Hooking the Reader with Rocket Writes a Story


As readers, one of the things we need right from the start is something that grabs our attention. If a book is “slow”, what do we do? We put it down and move on. As writers, we need to keep this point in mind and use techniques to pull our readers in. In this post, I’ll share a favorite book I like to use for modeling lively leads

So just what is a lively lead anyway?  With my students, I use the word “hook”. At the beginning of the year, I introduce them to the types of hooks that work well and with each writing piece we create, we look together at the hook first. That part of their writing probably receives the most attention for revisions, and it probably should as a hook can be a deciding factor on whether a book is read in entirety or cast aside for another. I enjoy showcasing great books with hooks I want my students to imitate in their own writing.  I use [this powerpoint] to introduce and discuss hook types, and in cooperative group, the students enjoy creating hook ideas for various prompts I give them. Here’s a foldable I have used for the lesson. You can cut the prompts apart and use chart paper for group brainstorming or make this into a foldable by cutting between the prompts and having student write their introductory paragraphs in the space to share.

One book I came across this summer for writing is the book, Rocket Writes a Story.  In this story, Rocket looks for words and puts all the words on his word tree.  They are all jumbled up and he can’t come up with an idea about what to write.  He stares for a long time at the blank page. (Sound familiar??)  He and the bird have conversations about the types of topics that work well for a story. He went through the next day looking for topics and eventually settled on writing about his friend, Owl.

I think this is a great read aloud for writing in general as I think many students struggle with getting their ideas together, but as I said, I picked this one because of the lead, so let me share it with you.

I love the repetition that the author, Tad Hills, uses.  I think repetition with questions and description can be very powerful.  (If you want another great book for repetition, take a look at Dogteam by Gary Paulsen…perfect for this time of year).  Here’s what the author writes:

Rocket loved books.
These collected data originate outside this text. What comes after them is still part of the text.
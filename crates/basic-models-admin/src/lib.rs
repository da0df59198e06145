//! # basic-models-admin
//!
//! Customizations for Django-style model admins. A [`handler::ModelAdminHandler`]
//! wraps a model's [`model_admin::ModelAdmin`] configuration and is what the
//! host admin calls on save and when a bulk action is submitted.
//!
//! ## Modules
//!
//! - [`record`] - Field-map records exchanged with the host
//! - [`model_admin`] - Per-model admin configuration and field schema
//! - [`store`] - The [`store::RecordStore`] persistence contract and an in-memory store
//! - [`audit`] - `created_by` / `updated_by` stamping
//! - [`prepopulate`] - Server-side slug prepopulation
//! - [`clone`] - Clone operations used by the duplicate action
//! - [`formset`] - Inline formsets and their many-to-many save phase
//! - [`actions`] - Bulk actions and the action registry
//! - [`messages`] - Operator messages
//! - [`request`] - The acting user and per-request message storage
//! - [`handler`] - The model-admin extension contract
//! - [`presets`] - `user_model_admin`, `default_model_admin`, `slug_model_admin`, `one_active_admin`

pub mod actions;
pub mod audit;
pub mod clone;
pub mod formset;
pub mod handler;
pub mod messages;
pub mod model_admin;
pub mod prepopulate;
pub mod presets;
pub mod record;
pub mod request;
pub mod store;

pub use handler::ModelAdminHandler;
pub use model_admin::ModelAdmin;
pub use record::Record;
pub use store::{InMemoryRecordStore, RecordStore};
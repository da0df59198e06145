//! The per-request context the admin hooks receive.

use serde::{Deserialize, Serialize};
use serde_json::Value;

use crate::messages::{MessageLevel, MessageStorage};

/// The staff user performing an admin operation.
#[derive(Debug, Clone, PartialEq, Eq, Serialize, Deserialize)]
pub struct AdminUser {
    /// The user's primary key.
    pub id: u64,
    /// The user's unique username.
    pub username: String,
}

impl AdminUser {
    /// Creates a new acting user.
    pub fn new(id: u64, username: impl Into<String>) -> Self {
        Self {
            id,
            username: username.into(),
        }
    }

    /// Returns the value stored in a foreign key column pointing at this user.
    pub fn reference(&self) -> Value {
        Value::from(self.id)
    }
}

/// One admin request: who is acting, and where operator messages go.
///
/// # Examples
///
/// ```
/// use basic_models_admin::request::{AdminRequest, AdminUser};
///
/// let mut request = AdminRequest::new(AdminUser::new(1, "editor"));
/// request.messages.info("Hello");
/// assert_eq!(request.messages.len(), 1);
/// ```
#[derive(Debug, Clone)]
pub struct AdminRequest {
    /// The acting user.
    pub user: AdminUser,
    /// Messages to show the operator on the next page.
    pub messages: MessageStorage,
}

impl AdminRequest {
    /// Creates a request for `user` with empty message storage.
    pub fn new(user: AdminUser) -> Self {
        Self {
            user,
            messages: MessageStorage::new(),
        }
    }

    /// Adds a message for the operator.
    pub fn message(&mut self, level: MessageLevel, text: impl Into<String>) {
        self.messages.add(level, text);
    }
}
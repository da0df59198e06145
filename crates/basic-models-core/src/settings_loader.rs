//! Settings loading from configuration files.
//!
//! ## Loading Order
//!
//! 1. Start with default settings.
//! 2. Load from a TOML or JSON file (overriding defaults).
//! 3. Apply environment variable overrides (highest priority).
//!
//! ## Environment Variable Mapping
//!
//! | Env Var | Setting |
//! |---|---|
//! | `BASIC_MODELS_DEBUG` | `debug` |
//! | `BASIC_MODELS_LOG_LEVEL` | `log_level` |
//! | `BASIC_MODELS_LANGUAGE_CODE` | `language_code` |
//! | `BASIC_MODELS_CREATED_BY_FIELD` | `admin.created_by_field` |
//! | `BASIC_MODELS_UPDATED_BY_FIELD` | `admin.updated_by_field` |
//! | `BASIC_MODELS_ACTIVE_FIELD` | `admin.active_field` |
//!
//! ## Examples
//!
//! ```rust,no_run
//! use basic_models_core::settings_loader;
//!
//! let settings = settings_loader::from_toml_file_with_env("config/admin.toml").unwrap();
//! ```

use std::path::Path;

use crate::error::BasicModelsError;
use crate::settings::Settings;

/// Loads settings from a TOML string.
///
/// Keys not present in the TOML keep their default values, including keys
/// inside a partially specified `[admin]` table.
///
/// # Errors
///
/// Returns an error if the TOML is malformed or cannot be deserialized.
pub fn from_toml_str(toml_str: &str) -> Result<Settings, BasicModelsError> {
    let toml_value: toml::Value = toml::from_str(toml_str)
        .map_err(|e| BasicModelsError::ConfigurationError(format!("Failed to parse TOML: {e}")))?;
    merge_onto_defaults(toml_to_json(toml_value), "TOML")
}

/// Loads settings from a TOML file.
///
/// # Errors
///
/// Returns an error if the file cannot be read or the TOML is malformed.
pub fn from_toml_file(path: impl AsRef<Path>) -> Result<Settings, BasicModelsError> {
    let content = read_config(path.as_ref(), "TOML")?;
    from_toml_str(&content)
}

/// Loads settings from a TOML file and then applies environment variable overrides.
///
/// # Errors
///
/// Returns an error if the file cannot be read or the TOML is malformed.
pub fn from_toml_file_with_env(path: impl AsRef<Path>) -> Result<Settings, BasicModelsError> {
    let mut settings = from_toml_file(path)?;
    apply_env_overrides(&mut settings);
    Ok(settings)
}

/// Loads settings from a JSON string.
///
/// # Errors
///
/// Returns an error if the JSON is malformed or cannot be deserialized.
pub fn from_json_str(json_str: &str) -> Result<Settings, BasicModelsError> {
    let json_value: serde_json::Value = serde_json::from_str(json_str)
        .map_err(|e| BasicModelsError::ConfigurationError(format!("Failed to parse JSON: {e}")))?;
    merge_onto_defaults(json_value, "JSON")
}

/// Loads settings from a JSON file.
///
/// # Errors
///
/// Returns an error if the file cannot be read or the JSON is malformed.
pub fn from_json_file(path: impl AsRef<Path>) -> Result<Settings, BasicModelsError> {
    let content = read_config(path.as_ref(), "JSON")?;
    from_json_str(&content)
}

/// Loads settings from just environment variables (starting from defaults).
pub fn from_env() -> Settings {
    let mut settings = Settings::default();
    apply_env_overrides(&mut settings);
    settings
}

/// Applies `BASIC_MODELS_*` environment variable overrides to a settings struct.
pub fn apply_env_overrides(settings: &mut Settings) {
    apply_overrides_from(settings, |key| std::env::var(key).ok());
}

/// Applies overrides using `lookup` to resolve each `BASIC_MODELS_*` key.
///
/// [`apply_env_overrides`] calls this with the process environment.
pub fn apply_overrides_from<F>(settings: &mut Settings, lookup: F)
where
    F: Fn(&str) -> Option<String>,
{
    if let Some(val) = lookup("BASIC_MODELS_DEBUG") {
        settings.debug = matches!(val.to_lowercase().as_str(), "true" | "1" | "yes");
    }

    if let Some(val) = lookup("BASIC_MODELS_LOG_LEVEL") {
        settings.log_level = val;
    }

    if let Some(val) = lookup("BASIC_MODELS_LANGUAGE_CODE") {
        settings.language_code = val;
    }

    if let Some(val) = lookup("BASIC_MODELS_CREATED_BY_FIELD") {
        settings.admin.created_by_field = val;
    }

    if let Some(val) = lookup("BASIC_MODELS_UPDATED_BY_FIELD") {
        settings.admin.updated_by_field = val;
    }

    if let Some(val) = lookup("BASIC_MODELS_ACTIVE_FIELD") {
        settings.admin.active_field = val;
    }
}

// ============================================================
// Helpers
// ============================================================

fn read_config(path: &Path, format: &str) -> Result<String, BasicModelsError> {
    std::fs::read_to_string(path).map_err(|e| {
        BasicModelsError::ConfigurationError(format!(
            "Failed to read {format} file '{}': {e}",
            path.display()
        ))
    })
}

fn merge_onto_defaults(
    value: serde_json::Value,
    format: &str,
) -> Result<Settings, BasicModelsError> {
    let default_json = serde_json::to_value(Settings::default()).map_err(|e| {
        BasicModelsError::ConfigurationError(format!("Failed to serialize default settings: {e}"))
    })?;

    let merged = merge_json(default_json, value);
    serde_json::from_value(merged).map_err(|e| {
        BasicModelsError::ConfigurationError(format!(
            "Failed to deserialize settings from {format}: {e}"
        ))
    })
}

/// Converts a TOML value to a `serde_json::Value`.
fn toml_to_json(value: toml::Value) -> serde_json::Value {
    match value {
        toml::Value::String(s) => serde_json::Value::String(s),
        toml::Value::Integer(i) => serde_json::json!(i),
        toml::Value::Float(f) => serde_json::json!(f),
        toml::Value::Boolean(b) => serde_json::Value::Bool(b),
        toml::Value::Datetime(dt) => serde_json::Value::String(dt.to_string()),
        toml::Value::Array(arr) => {
            serde_json::Value::Array(arr.into_iter().map(toml_to_json).collect())
        }
        toml::Value::Table(table) => {
            let map: serde_json::Map<String, serde_json::Value> = table
                .into_iter()
                .map(|(k, v)| (k, toml_to_json(v)))
                .collect();
            serde_json::Value::Object(map)
        }
    }
}

/// Deep-merges two JSON values. The `override_val` takes precedence.
fn merge_json(base: serde_json::Value, override_val: serde_json::Value) -> serde_json::Value {
    match (base, override_val) {
        (serde_json::Value::Object(mut base_map), serde_json::Value::Object(override_map)) => {
            for (key, override_v) in override_map {
                let merged = if let Some(base_v) = base_map.remove(&key) {
                    merge_json(base_v, override_v)
                } else {
                    override_v
                };
                base_map.insert(key, merged);
            }
            serde_json::Value::Object(base_map)
        }
        (_, override_val) => override_val,
    }
}
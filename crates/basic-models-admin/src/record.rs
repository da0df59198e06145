//! Records handled by the admin.
//!
//! The admin is generic over every registered model, so it works with
//! JSON objects rather than typed structs. [`Record`] wraps one such object
//! and adds the few helpers the save hooks and actions need: field access,
//! primary key lookup and "is this a new record" checks.

use serde::{Deserialize, Serialize};
use serde_json::{Map, Value};

use basic_models_core::{BasicModelsError, BasicModelsResult};

/// A single record being administered.
///
/// # Examples
///
/// ```
/// use basic_models_admin::record::Record;
/// use serde_json::json;
///
/// let mut record = Record::new();
/// record.set("name", json!("Front page"));
/// assert!(record.is_new("id"));
///
/// record.set("id", json!(7));
/// assert_eq!(record.pk("id"), Some("7".to_string()));
/// ```
#[derive(Debug, Clone, Default, PartialEq, Serialize, Deserialize)]
#[serde(transparent)]
pub struct Record {
    fields: Map<String, Value>,
}

impl Record {
    /// Creates an empty record.
    pub fn new() -> Self {
        Self::default()
    }

    /// Builds a record from a JSON value, which must be an object.
    pub fn from_value(value: Value) -> BasicModelsResult<Self> {
        match value {
            Value::Object(fields) => Ok(Self { fields }),
            other => Err(BasicModelsError::SerializationError(format!(
                "expected a JSON object for a record, got {other}"
            ))),
        }
    }

    /// Returns the value of `field`, if set.
    pub fn get(&self, field: &str) -> Option<&Value> {
        self.fields.get(field)
    }

    /// Sets `field` to `value`, returning the previous value.
    pub fn set(&mut self, field: impl Into<String>, value: Value) -> Option<Value> {
        self.fields.insert(field.into(), value)
    }

    /// Removes `field` from the record, returning its value.
    pub fn remove(&mut self, field: &str) -> Option<Value> {
        self.fields.remove(field)
    }

    /// Returns `true` if the record carries `field` (even when it is `null`).
    pub fn contains(&self, field: &str) -> bool {
        self.fields.contains_key(field)
    }

    /// Returns `true` if `field` is missing, `null` or an empty string.
    pub fn is_blank(&self, field: &str) -> bool {
        match self.fields.get(field) {
            None | Some(Value::Null) => true,
            Some(Value::String(s)) => s.is_empty(),
            Some(_) => false,
        }
    }

    /// Returns the primary key as a string, or `None` if the record has none.
    pub fn pk(&self, pk_field: &str) -> Option<String> {
        match self.fields.get(pk_field)? {
            Value::Null => None,
            Value::String(s) if s.is_empty() => None,
            Value::String(s) => Some(s.clone()),
            other => Some(other.to_string()),
        }
    }

    /// Returns `true` if the record has never been saved (no primary key).
    pub fn is_new(&self, pk_field: &str) -> bool {
        self.pk(pk_field).is_none()
    }

    /// Returns the record's fields.
    pub const fn fields(&self) -> &Map<String, Value> {
        &self.fields
    }

    /// Consumes the record, returning it as a JSON value.
    pub fn into_value(self) -> Value {
        Value::Object(self.fields)
    }
}

impl From<Map<String, Value>> for Record {
    fn from(fields: Map<String, Value>) -> Self {
        Self { fields }
    }
}

impl TryFrom<Value> for Record {
    type Error = BasicModelsError;

    fn try_from(value: Value) -> Result<Self, Self::Error> {
        Self::from_value(value)
    }
}

#[cfg(test)]
mod tests {
    use super::*;
    use serde_json::json;

    #[test]
    fn test_new_record_has_no_pk() {
        let record = Record::new();
        assert!(record.is_new("id"));
        assert_eq!(record.pk("id"), None);
    }

    #[test]
    fn test_null_and_empty_pk_are_new() {
        let record = Record::from_value(json!({"id": null})).unwrap();
        assert!(record.is_new("id"));
        let record = Record::from_value(json!({"id": ""})).unwrap();
        assert!(record.is_new("id"));
    }

    #[test]
    fn test_numeric_and_string_pk() {
        let record = Record::from_value(json!({"id": 42})).unwrap();
        assert_eq!(record.pk("id"), Some("42".to_string()));
        let record = Record::from_value(json!({"uuid": "a-b"})).unwrap();
        assert_eq!(record.pk("uuid"), Some("a-b".to_string()));
    }

    #[test]
    fn test_from_value_rejects_non_object() {
        let err = Record::from_value(json!([1, 2])).unwrap_err();
        assert!(matches!(err, BasicModelsError::SerializationError(_)));
    }

    #[test]
    fn test_set_get_remove() {
        let mut record = Record::new();
        assert_eq!(record.set("name", json!("a")), None);
        assert_eq!(record.set("name", json!("b")), Some(json!("a")));
        assert_eq!(record.get("name"), Some(&json!("b")));
        assert!(record.contains("name"));
        assert_eq!(record.remove("name"), Some(json!("b")));
        assert!(!record.contains("name"));
    }

    #[test]
    fn test_is_blank() {
        let record = Record::from_value(json!({"a": "", "b": null, "c": "x", "d": 0})).unwrap();
        assert!(record.is_blank("a"));
        assert!(record.is_blank("b"));
        assert!(!record.is_blank("c"));
        assert!(!record.is_blank("d"));
        assert!(record.is_blank("missing"));
    }

    #[test]
    fn test_serializes_transparently() {
        let record = Record::from_value(json!({"name": "x"})).unwrap();
        assert_eq!(serde_json::to_value(&record).unwrap(), json!({"name": "x"}));
    }
}
//! Ready-made handler configurations.
//!
//! Each preset takes the model's own [`ModelAdmin`] (app label, model name,
//! field schema) and layers the shared behaviour on top:
//!
//! | Preset | Adds |
//! |---|---|
//! | [`user_model_admin`] | audit stamping, `created_by`/`updated_by` read-only |
//! | [`default_model_admin`] | the above with timestamps read-only, activate/deactivate actions |
//! | [`slug_model_admin`] | the above with `slug` prepopulated from `name` |
//! | [`one_active_admin`] | preview change form, `duplicate` action |

use std::sync::Arc;

use serde_json::Value;

use basic_models_core::AdminSettings;

use crate::actions::{DuplicateAction, SetActiveAction};
use crate::audit::AuditFields;
use crate::clone::FieldCopyCloner;
use crate::handler::ModelAdminHandler;
use crate::model_admin::ModelAdmin;
use crate::store::RecordStore;

/// Audited admin: stamps `created_by` and `updated_by` and shows them read-only.
///
/// Both fields are stamped whether or not the schema declares them.
pub fn user_model_admin(
    admin: ModelAdmin,
    store: Arc<dyn RecordStore>,
    settings: &AdminSettings,
) -> ModelAdminHandler {
    let admin = admin.save_on_top(settings.save_on_top).readonly_fields(vec![
        settings.created_by_field.as_str(),
        settings.updated_by_field.as_str(),
    ]);
    ModelAdminHandler::new(admin, store)
        .with_audit(AuditFields::from_settings(settings).unconditional())
}

/// Audited admin with read-only timestamps and activate/deactivate actions.
///
/// Only audit fields the model has are stamped.
pub fn default_model_admin(
    admin: ModelAdmin,
    store: Arc<dyn RecordStore>,
    settings: &AdminSettings,
) -> ModelAdminHandler {
    let admin = admin.save_on_top(settings.save_on_top).readonly_fields(vec![
        settings.created_at_field.as_str(),
        settings.created_by_field.as_str(),
        settings.updated_at_field.as_str(),
        settings.updated_by_field.as_str(),
    ]);
    ModelAdminHandler::new(admin, store)
        .with_audit(AuditFields::from_settings(settings))
        .with_action(Box::new(SetActiveAction::activate(&settings.active_field)))
        .with_action(Box::new(SetActiveAction::deactivate(&settings.active_field)))
}

/// [`default_model_admin`] for models with a `slug` derived from `name`.
pub fn slug_model_admin(
    admin: ModelAdmin,
    store: Arc<dyn RecordStore>,
    settings: &AdminSettings,
) -> ModelAdminHandler {
    let admin = admin
        .prepopulate("slug", vec!["name"])
        .list_display(vec!["slug", "name"]);
    default_model_admin(admin, store, settings)
}

/// Admin for models where one record at a time is active.
///
/// Duplicates are saved inactive. Use [`ModelAdminHandler::with_cloner`] to
/// replace the clone operation.
pub fn one_active_admin(
    admin: ModelAdmin,
    store: Arc<dyn RecordStore>,
    settings: &AdminSettings,
) -> ModelAdminHandler {
    let admin = admin
        .save_on_top(settings.save_on_top)
        .list_display(vec!["__str__", settings.active_field.as_str()])
        .change_form_template(settings.one_active_change_form_template.as_str());
    let cloner = FieldCopyCloner::new().override_field(&settings.active_field, Value::Bool(false));
    ModelAdminHandler::new(admin, store)
        .with_cloner(Arc::new(cloner))
        .with_action(Box::new(DuplicateAction))
}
He loved to read them to himself or sit quietly by his teacher, the little yellow bird, as she read them aloud.

Rocket even liked the way books smelled.  When he opened a new book, it smelled like a place he’d never been to, like a friend he’d never met.

The little yellow bird agreed, “Books are inspiring! (great word choice!) They make me sing.”

I will close by sharing one other thing I just loved about this book, and that is the word tree.  As we try to build vocabulary for our children, I thought this book offers another clever classroom idea.  How about helping children find words as Rocket goes looking for words?  You could have them hang their words on a tree for use in their classroom writing project for your next writing prompt.

Left:  Rocket looking for words.
Right:  Rocket looking at his word tree

Thanks for visiting today.  I hope Rocket Writes a Story finds it’s way into your classroom soon. Until next time, happy reading!


This Post Has 6 Comments

  1. emily3

    What a great book! I love Rocket. Thanks for sharing your fabulous strategies!
    Emily, TRT/OG

  2. Lori

    I have heard of Rocket, but haven't read it yet. I think I am needing to do this! I so agree with you that teaching students how to write a good lead is so important to their writing!
    Conversations in Literacy

  3. Lori-I have a really great handout that I found online, but I don't know the source. I'll email you a copy. I think you'll find it really helpful. I know I have.